(Stored data entries)
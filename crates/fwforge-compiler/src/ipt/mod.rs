//! The iptables backend: policy and NAT stage sets plus the emitters.

pub mod addresses;
pub mod emit;
pub mod nat;
pub mod optimize;
pub mod policy;
pub mod select;
pub mod services;
pub mod shadowing;
pub mod verify;

use crate::context::CompilerContext;
use crate::pipeline::{Pipeline, PipelineBuilder};
use crate::rule::{CompilerRule, ElementSlot, NatRule, PolicyRule};
use crate::stages::{
    CountRules, EliminateDuplicates, ExpandGroups, FilterAddressFamily, InjectRules,
};
use fwforge_model::rules::RuleElement;
use fwforge_model::{ObjectId, ObjectKind};

pub(crate) static ADDR_SLOTS: [ElementSlot; 2] = [ElementSlot::Src, ElementSlot::Dst];
pub(crate) static ITF_SLOT: [ElementSlot; 1] = [ElementSlot::Itf];
pub(crate) static NAT_ORIG_ADDR_SLOTS: [ElementSlot; 2] =
    [ElementSlot::OrigSrc, ElementSlot::OrigDst];

/// True when the element names only the firewall or its own addresses.
pub(crate) fn element_matches_fw(ctx: &CompilerContext, el: &RuleElement) -> bool {
    !el.is_any() && el.items.iter().all(|id| ctx.store.matches_firewall(*id, ctx.fw))
}

/// Deep-copy the enabled rules of the current policy rule set out of the
/// scratch store.
pub fn collect_policy_rules(ctx: &CompilerContext) -> Vec<PolicyRule> {
    ctx.store
        .children(ctx.rule_set)
        .filter_map(|o| match &o.kind {
            ObjectKind::PolicyRule(data) if !data.disabled => {
                Some(PolicyRule::from_data(data.clone()))
            }
            _ => None,
        })
        .collect()
}

pub fn collect_nat_rules(ctx: &CompilerContext) -> Vec<NatRule> {
    ctx.store
        .children(ctx.rule_set)
        .filter_map(|o| match &o.kind {
            ObjectKind::NatRule(data) if !data.disabled => Some(NatRule::from_data(data.clone())),
            _ => None,
        })
        .collect()
}

/// The full iptables policy pipeline. Stage order is load-bearing; see the
/// stage modules for the individual transformations.
pub fn build_policy_pipeline(
    ctx: &CompilerContext,
    rules: Vec<PolicyRule>,
) -> Pipeline<PolicyRule> {
    let debug = ctx.debug.map(|f| (f.kind, f.position));
    PipelineBuilder::new(debug)
        .add(InjectRules::new(rules))
        .add(CountRules::new())
        .add(policy::log_all())
        .add(policy::table_routing())
        .add(policy::store_action())
        .add(ExpandGroups::new(&ITF_SLOT))
        .add(policy::replace_cluster_interfaces())
        .add(policy::interface_negation())
        .add(policy::direction())
        .add(policy::negation(ElementSlot::Src))
        .add(policy::negation(ElementSlot::Dst))
        .add(policy::negation(ElementSlot::Srv))
        .add(policy::negation(ElementSlot::Time))
        .add(policy::logging())
        .add(policy::split_tag_classify_route())
        .add(ExpandGroups::new(PolicyRule::slots()))
        .add(EliminateDuplicates::new(PolicyRule::slots()))
        .add(select::split_if_any_includes_fw())
        .add(select::mangle_chains())
        .add(addresses::expand_addresses())
        .add(select::split_if_matches_fw(ElementSlot::Src))
        .add(select::split_if_matches_fw(ElementSlot::Dst))
        .add(select::split_if_fw_in_both())
        .add(select::rules_per_interface())
        .add(FilterAddressFamily::new(&ADDR_SLOTS))
        .add(verify::drop_wrong_family_services())
        .add(verify::drop_wrong_family_interfaces())
        .add(select::assign_chains())
        .add(select::assign_targets())
        .add(select::strip_fw_references())
        .add(services::reject_split())
        .add(services::group_by_protocol())
        .add(services::separate_special_services())
        .add(optimize::Optimize1::new(1))
        .add(optimize::Optimize1::new(2))
        .add(optimize::Optimize1::new(3))
        .add(optimize::optimize2())
        .add(optimize::Optimize3::new())
        .add(optimize::optimize_iface_plus())
        .add(addresses::atomize())
        .add(services::prepare_multiport())
        .add(verify::final_checks())
        .add(select::CountChainUsage::new())
        .build()
}

/// The iptables NAT pipeline.
pub fn build_nat_pipeline(ctx: &CompilerContext, rules: Vec<NatRule>) -> Pipeline<NatRule> {
    let debug = ctx.debug.map(|f| (f.kind, f.position));
    PipelineBuilder::new(debug)
        .add(InjectRules::new(rules))
        .add(CountRules::new())
        .add(nat::interface_negation())
        .add(ExpandGroups::new(NatRule::slots()))
        .add(FilterAddressFamily::new(&NAT_ORIG_ADDR_SLOTS))
        .add(EliminateDuplicates::new(NatRule::slots()))
        .add(nat::classify())
        .add(nat::verify_no_translated_negation())
        .add(nat::port_translation())
        .add(nat::detect_redirect())
        .add(nat::split_nonat())
        .add(nat::assign_chains())
        .add(nat::assign_targets())
        .add(nat::expand_addresses())
        .add(nat::group_by_protocol())
        .add(nat::prepare_multiport())
        .add(nat::atomize())
        .add(nat::assign_interfaces())
        .add(nat::CountChainUsage::new())
        .build()
}

/// Synthesize a scratch address object for an expansion result.
pub(crate) fn scratch_net_v4(
    ctx: &mut CompilerContext,
    name_hint: &str,
    net: ipnet::Ipv4Net,
) -> ObjectId {
    ctx.store
        .add(None, format!("{}:{}", name_hint, net), ObjectKind::Network(net))
}

pub(crate) fn scratch_addr(
    ctx: &mut CompilerContext,
    name_hint: &str,
    addr: std::net::IpAddr,
) -> ObjectId {
    let kind = match addr {
        std::net::IpAddr::V4(a) => ObjectKind::Ipv4Address(a),
        std::net::IpAddr::V6(a) => ObjectKind::Ipv6Address(a),
    };
    ctx.store.add(None, format!("{}:{}", name_hint, addr), kind)
}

HOW TO COMPLETE THIS TASK => Copy out, in full, each line above that has the word "atomize" in it.

EXERCISE OUTPUT =>
        .add(addresses::atomize())
        .add(nat::atomize())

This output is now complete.